Il diavolo si nasconde nei dettagli. Ma il nodo degli ostaggi non è un dettaglio, bensì la sostanza stessa dell'accordo di pace. Non a caso è al primo punto dei colloqui di oggi a Sharm El Sheik tra la delegazione di Hamas e quelle di Egitto, Qatar e Stati Uniti. Il paradosso sta velocemente venendo alla luce. Israele e Usa pretendono che la restituzione dei 20 prigionieri ancora in vita e i resti dei 28 deceduti rappresenti il primo atto del processo. Ma per Hamas consegnare ostaggi e corpi significa rinunciare all'arma indispensabile per negoziare i punti più svantaggiosi dell'accordo. Primi fra tutti le modalità del disarmo, le fasi del ritiro israeliano e i tempi per la restituzione stessa degli ostaggi. La partita, già non facile, s'intreccia con le divisioni interne. Ieri fonti della dirigenza politica hanno fatto sapere di aver chiesto l'interruzione dei bombardamenti per permettere il recupero di alcuni corpi, sostenendo che sia già cominciato. Ma la notizia è stata smentita poco dopo da altre fonti vicine a Hamas. Se la dirigenza all'estero sembra pronta al compromesso in cambio di un futuro ruolo politico garantito dai padrini qatarioti, quella militare invece, arroccata tra le rovine di Gaza City (dalla quale sono andati via 900mila civili), teme l'inevitabile sradicamento dalla Striscia.

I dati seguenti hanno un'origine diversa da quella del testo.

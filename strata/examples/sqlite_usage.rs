use strata::prelude::*;
use strata::{DatabaseStorage, DriverRegistry};

fn main() -> strata::Result<()> {
    let registry = DriverRegistry::with_defaults();
    let db = registry.open("sqlite3://:memory:")?;

    println!("=== Strata SQLite - Usage Example ===\n");
    println!("Platform: {} ({})\n", db.platform(), db.driver());

    db.execute(
        "CREATE TABLE users (id INTEGER PRIMARY KEY, name TEXT, age INTEGER)",
        "",
        &[],
    )?;

    // One INSERT, compiled once and rebound for every row
    let mut insert = db
        .insert("users")
        .add_segment_ids(["name", "age"])
        .field("name", 's', Value::Null)
        .field("age", 'i', Value::Null);
    insert.compile();
    println!("1. Reused INSERT:");
    println!("   SQL: {}", insert.compiled_sql());
    for (name, age) in [("ann", 31), ("bob", 17), ("cy", 45)] {
        insert
            .set_segment_input("name", [name])
            .set_segment_input("age", [age])
            .execute()?;
    }

    // SELECT with an OR group
    let mut select = db
        .select("users")
        .fields(["name", "age"])
        .cond_group(
            db.condition("or")
                .cond_op("age", op::GT, 'i', 40)
                .cond_op("age", op::LT, 'i', 18),
        )
        .sort_asc("name");
    select.compile();
    println!("\n2. SELECT with condition group:");
    println!("   SQL: {}", select.compiled_sql());
    if let Some(mut rows) = select.enquire()? {
        while let Some(row) = rows.fetch_assoc(false) {
            println!("   {:?}", row);
        }
    }

    // Cache table in the same database
    let mut cache = DatabaseStorage::new(db.clone())?;
    cache.set("greeting", &"hello", 60)?;
    let greeting: Option<String> = cache.get("greeting")?;
    println!("\n3. Cache:");
    println!("   greeting = {:?}", greeting);

    cache.close();
    Ok(())
}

Il compito di trovare un'intesa tra le due anime del movimento e guidare le trattative è affidato, non a caso, a Khalil al-Hayya. La scelta è al tempo stesso simbolica e strategica. L'alto esponente dell'ufficio politico, oltre ad aver perso un figlio nel raid israeliano sull'ufficio di Hamas a Doha, è stato l'esponente più vicino a Yahya Sinwar, il defunto capo di Hamas nella Striscia, artefice del 7 ottobre. Proprio per questa sua fama di duro è considerato il più adatto a smussare le resistenze di Izz al-din al-Haddad, attuale numero uno del movimento nella Striscia. Il problema è fin dove possa spingersi la duttilità di un Al Hayya pronto a spiegare che solo "il sangue del popolo palestinese versato a Gaza indicherà il cammino per la vittoria". Come dire che ben difficilmente cederà alle richieste di procedere in tutta fretta al rilascio degli ostaggi.
Al Hayya non può però ignorare le pressioni dei padrini del Qatar. Grazie a quelle pressioni l'Emirato è stato promosso ad alleato di riferimento dell'Amministrazione Trump in Medioriente. Un ruolo che ridimensiona persino la posizione di Israele, fin qui unico sodale della potenza americana nella regione. Una promozione confermata dalla solerzia con cui la Casa Bianca ha fatto circolare la foto di Netanyahu costretto da Trump ad afferrare un telefono e scusarsi con il premier del Qatar per il raid aereo su Doha. Forte di questo nuovo ruolo, l'Emirato preme su Hamas perché consegni gli ostaggi e accetti una trattativa in cui Doha si farà garante della sua sopravvivenza politica e del suo coinvolgimento nella formazione delle autorità provvisorie chiamate a gestire Gaza. In tutto questo, l'emirato ha un altro asso nella manica. I mediatori qatarioti hanno fatto inserire il nome di Marwan Barghouti tra i 250 ergastolani che dovrebbero venir liberati da Israele in cambio degli ostaggi.
Il leader di Fatah, in carcere da oltre vent'anni, è considerato dalla maggioranza dei palestinesi di Cisgiordania il leader "in pectore" della futura Autorità Nazionale Palestinese. Ma Barghouti sostiene da sempre la necessità di formare un governo di unità nazionale con Hamas. Se Doha riuscirà a farlo liberare, Hamas avrà ottime speranze di tornare in gioco.